*** Block opens ***
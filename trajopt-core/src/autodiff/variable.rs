//! Scalar expression handle.
//!
//! A [`Variable`] owns one reference to a node of its [`Context`]. Cloning
//! shares the node, dropping releases it. Arithmetic builds new nodes and
//! never touches existing ones.

use std::fmt;
use std::ops::{Add, AddAssign, Div, DivAssign, Mul, MulAssign, Neg, Sub, SubAssign};

use super::context::{Context, NodeId};
use super::expression_type::ExpressionType;
use super::opcode::{self, OpCode};

/// Scalar symbolic expression.
pub struct Variable {
    ctx: Context,
    id: NodeId,
}

impl Variable {
    /// Take ownership of a freshly pushed node (refcount already 1).
    pub(crate) fn from_new_node(ctx: Context, id: NodeId) -> Self {
        Self { ctx, id }
    }

    /// Wrap an existing node, adding a reference.
    pub(crate) fn from_existing(ctx: &Context, id: NodeId) -> Self {
        ctx.arena_mut().retain(id);
        Self { ctx: ctx.clone(), id }
    }

    #[inline]
    pub(crate) fn id(&self) -> NodeId {
        self.id
    }

    /// The context this expression belongs to.
    #[inline]
    pub fn context(&self) -> &Context {
        &self.ctx
    }

    /// Current value, re-evaluating stale dependencies if leaves changed.
    pub fn value(&self) -> f64 {
        self.ctx.arena_mut().current_value(self.id)
    }

    /// Set the value of a leaf.
    ///
    /// Setting a non-leaf is ignored with a warning; the node would be
    /// overwritten by the next evaluation anyway.
    pub fn set_value(&self, value: f64) {
        let mut arena = self.ctx.arena_mut();
        if arena.node(self.id).op != OpCode::Input {
            log::warn!("set_value on a non-input expression node is ignored");
            return;
        }
        arena.set_value(self.id, value);
    }

    /// Structural classification of this expression.
    pub fn expression_type(&self) -> ExpressionType {
        self.ctx.arena().node(self.id).ty
    }

    /// True for settable leaves (decision variables, multipliers, parameters).
    pub fn is_input(&self) -> bool {
        self.ctx.arena().node(self.id).op == OpCode::Input
    }

    /// Value of a constant node, `None` for anything else.
    pub(crate) fn const_value(&self) -> Option<f64> {
        let arena = self.ctx.arena();
        let node = arena.node(self.id);
        (node.op == OpCode::Const).then_some(node.value)
    }

    /// True when both handles refer to the same node.
    #[inline]
    pub fn same_node(&self, other: &Variable) -> bool {
        self.ctx.same_as(&other.ctx) && self.id == other.id
    }

    fn check_context(&self, other: &Variable) {
        assert!(
            self.ctx.same_as(&other.ctx),
            "operands belong to different expression contexts"
        );
    }

    pub(crate) fn unary(&self, op: OpCode) -> Variable {
        if let Some(a) = self.const_value() {
            return self.ctx.constant(opcode::eval_forward(op, a, 0.0));
        }
        let id = self.ctx.push(op, [Some(self.id), None], 0.0);
        Variable::from_new_node(self.ctx.clone(), id)
    }

    pub(crate) fn binary(&self, op: OpCode, rhs: &Variable) -> Variable {
        self.check_context(rhs);
        if let (Some(a), Some(b)) = (self.const_value(), rhs.const_value()) {
            return self.ctx.constant(opcode::eval_forward(op, a, b));
        }
        let id = self.ctx.push(op, [Some(self.id), Some(rhs.id)], 0.0);
        Variable::from_new_node(self.ctx.clone(), id)
    }

    fn add_impl(&self, rhs: &Variable) -> Variable {
        match (self.const_value(), rhs.const_value()) {
            (Some(a), _) if a == 0.0 => rhs.clone(),
            (_, Some(b)) if b == 0.0 => self.clone(),
            _ => self.binary(OpCode::Add, rhs),
        }
    }

    fn sub_impl(&self, rhs: &Variable) -> Variable {
        match (self.const_value(), rhs.const_value()) {
            (_, Some(b)) if b == 0.0 => self.clone(),
            (Some(a), None) if a == 0.0 => -rhs,
            _ => self.binary(OpCode::Sub, rhs),
        }
    }

    fn mul_impl(&self, rhs: &Variable) -> Variable {
        match (self.const_value(), rhs.const_value()) {
            (Some(a), _) if a == 0.0 => self.clone(),
            (_, Some(b)) if b == 0.0 => rhs.clone(),
            (Some(a), _) if a == 1.0 => rhs.clone(),
            (_, Some(b)) if b == 1.0 => self.clone(),
            _ => self.binary(OpCode::Mul, rhs),
        }
    }

    fn div_impl(&self, rhs: &Variable) -> Variable {
        match (self.const_value(), rhs.const_value()) {
            (Some(a), None) if a == 0.0 => self.clone(),
            (_, Some(b)) if b == 1.0 => self.clone(),
            _ => self.binary(OpCode::Div, rhs),
        }
    }

    pub fn abs(&self) -> Variable {
        self.unary(OpCode::Abs)
    }

    pub fn acos(&self) -> Variable {
        self.unary(OpCode::Acos)
    }

    pub fn asin(&self) -> Variable {
        self.unary(OpCode::Asin)
    }

    pub fn atan(&self) -> Variable {
        self.unary(OpCode::Atan)
    }

    /// Four-quadrant arctangent of `self / x`.
    pub fn atan2(&self, x: &Variable) -> Variable {
        self.binary(OpCode::Atan2, x)
    }

    pub fn cos(&self) -> Variable {
        self.unary(OpCode::Cos)
    }

    pub fn cosh(&self) -> Variable {
        self.unary(OpCode::Cosh)
    }

    pub fn erf(&self) -> Variable {
        self.unary(OpCode::Erf)
    }

    pub fn exp(&self) -> Variable {
        self.unary(OpCode::Exp)
    }

    pub fn hypot(&self, other: &Variable) -> Variable {
        self.binary(OpCode::Hypot, other)
    }

    /// Natural logarithm.
    pub fn ln(&self) -> Variable {
        self.unary(OpCode::Ln)
    }

    pub fn log10(&self) -> Variable {
        self.unary(OpCode::Log10)
    }

    /// `self` raised to an expression-valued power.
    pub fn pow(&self, exponent: &Variable) -> Variable {
        match exponent.const_value() {
            Some(e) => self.powf(e),
            None => self.binary(OpCode::Pow, exponent),
        }
    }

    /// `self` raised to a constant power. Exponents 0 and 1 are elided.
    pub fn powf(&self, exponent: f64) -> Variable {
        if exponent == 0.0 {
            return self.ctx.constant(1.0);
        }
        if exponent == 1.0 {
            return self.clone();
        }
        let e = self.ctx.constant(exponent);
        self.binary(OpCode::Pow, &e)
    }

    pub fn signum(&self) -> Variable {
        self.unary(OpCode::Signum)
    }

    pub fn sin(&self) -> Variable {
        self.unary(OpCode::Sin)
    }

    pub fn sinh(&self) -> Variable {
        self.unary(OpCode::Sinh)
    }

    pub fn sqrt(&self) -> Variable {
        self.unary(OpCode::Sqrt)
    }

    pub fn tan(&self) -> Variable {
        self.unary(OpCode::Tan)
    }

    pub fn tanh(&self) -> Variable {
        self.unary(OpCode::Tanh)
    }
}

impl Clone for Variable {
    fn clone(&self) -> Self {
        Variable::from_existing(&self.ctx, self.id)
    }
}

impl Drop for Variable {
    fn drop(&mut self) {
        self.ctx.release(self.id);
    }
}

impl fmt::Debug for Variable {
    fn fmt(&self, f: &mut fmt::Formatter<'_>) -> fmt::Result {
        let mut s = f.debug_struct("Variable");
        s.field("id", &self.id.index());
        if let Some(node) = self.ctx.try_node(self.id) {
            s.field("op", &node.0).field("value", &node.1);
        }
        s.finish()
    }
}

impl Neg for &Variable {
    type Output = Variable;

    fn neg(self) -> Variable {
        match self.const_value() {
            Some(a) if a == 0.0 => self.clone(),
            _ => self.unary(OpCode::Neg),
        }
    }
}

impl Neg for Variable {
    type Output = Variable;

    fn neg(self) -> Variable {
        -&self
    }
}

macro_rules! impl_binary_op {
    ($Trait:ident, $method:ident, $imp:ident, $AssignTrait:ident, $assign:ident) => {
        impl $Trait<&Variable> for &Variable {
            type Output = Variable;

            fn $method(self, rhs: &Variable) -> Variable {
                self.$imp(rhs)
            }
        }

        impl $Trait<Variable> for &Variable {
            type Output = Variable;

            fn $method(self, rhs: Variable) -> Variable {
                self.$imp(&rhs)
            }
        }

        impl $Trait<&Variable> for Variable {
            type Output = Variable;

            fn $method(self, rhs: &Variable) -> Variable {
                (&self).$imp(rhs)
            }
        }

        impl $Trait<Variable> for Variable {
            type Output = Variable;

            fn $method(self, rhs: Variable) -> Variable {
                (&self).$imp(&rhs)
            }
        }

        impl $Trait<f64> for &Variable {
            type Output = Variable;

            fn $method(self, rhs: f64) -> Variable {
                let rhs = self.ctx.constant(rhs);
                self.$imp(&rhs)
            }
        }

        impl $Trait<f64> for Variable {
            type Output = Variable;

            fn $method(self, rhs: f64) -> Variable {
                (&self).$method(rhs)
            }
        }

        impl $Trait<&Variable> for f64 {
            type Output = Variable;

            fn $method(self, rhs: &Variable) -> Variable {
                let lhs = rhs.ctx.constant(self);
                lhs.$imp(rhs)
            }
        }

        impl $Trait<Variable> for f64 {
            type Output = Variable;

            fn $method(self, rhs: Variable) -> Variable {
                self.$method(&rhs)
            }
        }

        impl $AssignTrait<&Variable> for Variable {
            fn $assign(&mut self, rhs: &Variable) {
                *self = (&*self).$imp(rhs);
            }
        }

        impl $AssignTrait<Variable> for Variable {
            fn $assign(&mut self, rhs: Variable) {
                *self = (&*self).$imp(&rhs);
            }
        }

        impl $AssignTrait<f64> for Variable {
            fn $assign(&mut self, rhs: f64) {
                *self = (&*self).$method(rhs);
            }
        }
    };
}

impl_binary_op!(Add, add, add_impl, AddAssign, add_assign);
impl_binary_op!(Sub, sub, sub_impl, SubAssign, sub_assign);
impl_binary_op!(Mul, mul, mul_impl, MulAssign, mul_assign);
impl_binary_op!(Div, div, div_impl, DivAssign, div_assign);

#[cfg(test)]
mod tests {
    use super::*;

    #[test]
    fn test_arithmetic_values() {
        let ctx = Context::new();
        let x = ctx.input(3.0);
        let y = ctx.input(4.0);
        assert_eq!((&x + &y).value(), 7.0);
        assert_eq!((&x - &y).value(), -1.0);
        assert_eq!((&x * &y).value(), 12.0);
        assert_eq!((&x / &y).value(), 0.75);
        assert_eq!((2.0 - &x).value(), -1.0);
        assert_eq!((-&x).value(), -3.0);
        assert_eq!(x.hypot(&y).value(), 5.0);
        assert_eq!(x.powf(2.0).value(), 9.0);
    }

    #[test]
    fn test_lazy_reevaluation_after_set_value() {
        let ctx = Context::new();
        let x = ctx.input(1.0);
        let y = x.sin() * 2.0 + &x;
        assert!((y.value() - (2.0 * 1.0f64.sin() + 1.0)).abs() < 1e-15);
        x.set_value(0.5);
        assert!((y.value() - (2.0 * 0.5f64.sin() + 0.5)).abs() < 1e-15);
    }

    #[test]
    fn test_trivial_operands_are_elided() {
        let ctx = Context::new();
        let x = ctx.input(2.0);
        let zero = ctx.constant(0.0);
        let one = ctx.constant(1.0);
        assert!((&x * &one).same_node(&x));
        assert!((&x + &zero).same_node(&x));
        assert!((&zero + &x).same_node(&x));
        assert!((&x * &zero).same_node(&zero));
        assert!((&x / 1.0).expression_type() == ExpressionType::Linear);
        assert!(x.powf(1.0).same_node(&x));
    }

    #[test]
    fn test_constants_fold() {
        let ctx = Context::new();
        let before = ctx.blocks_in_use();
        let c = ctx.constant(2.0) * 3.0 + 1.0;
        assert_eq!(c.value(), 7.0);
        assert_eq!(c.expression_type(), ExpressionType::Constant);
        assert_eq!(ctx.blocks_in_use(), before + 1);
    }

    #[test]
    fn test_classification() {
        let ctx = Context::new();
        let x = ctx.input(1.0);
        let y = ctx.input(2.0);
        assert_eq!((&x * 3.0 + &y).expression_type(), ExpressionType::Linear);
        assert_eq!((&x * &y).expression_type(), ExpressionType::Quadratic);
        assert_eq!(x.powf(2.0).expression_type(), ExpressionType::Quadratic);
        assert_eq!((&x * &y * &x).expression_type(), ExpressionType::Nonlinear);
        assert_eq!(x.exp().expression_type(), ExpressionType::Nonlinear);
        assert_eq!((1.0 / &x).expression_type(), ExpressionType::Nonlinear);
    }

    #[test]
    fn test_compound_assignment() {
        let ctx = Context::new();
        let x = ctx.input(2.0);
        let mut acc = ctx.constant(0.0);
        acc += &x;
        acc *= 3.0;
        acc -= 1.0;
        acc /= &x;
        assert_eq!(acc.value(), 2.5);
    }

    #[test]
    fn test_division_by_zero_propagates_infinity() {
        let ctx = Context::new();
        let x = ctx.input(0.0);
        assert!((1.0 / &x).value().is_infinite());
    }

    #[test]
    #[should_panic(expected = "different expression contexts")]
    fn test_mixing_contexts_panics() {
        let a = Context::new().input(1.0);
        let b = Context::new().input(1.0);
        let _ = &a + &b;
    }
}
*** Block closes ***
Work required ::
Search the data for the string "Nonlinear". List each line that has it.

Answer section ::
        assert_eq!((&x * &y * &x).expression_type(), ExpressionType::Nonlinear);
        assert_eq!(x.exp().expression_type(), ExpressionType::Nonlinear);
        assert_eq!((1.0 / &x).expression_type(), ExpressionType::Nonlinear);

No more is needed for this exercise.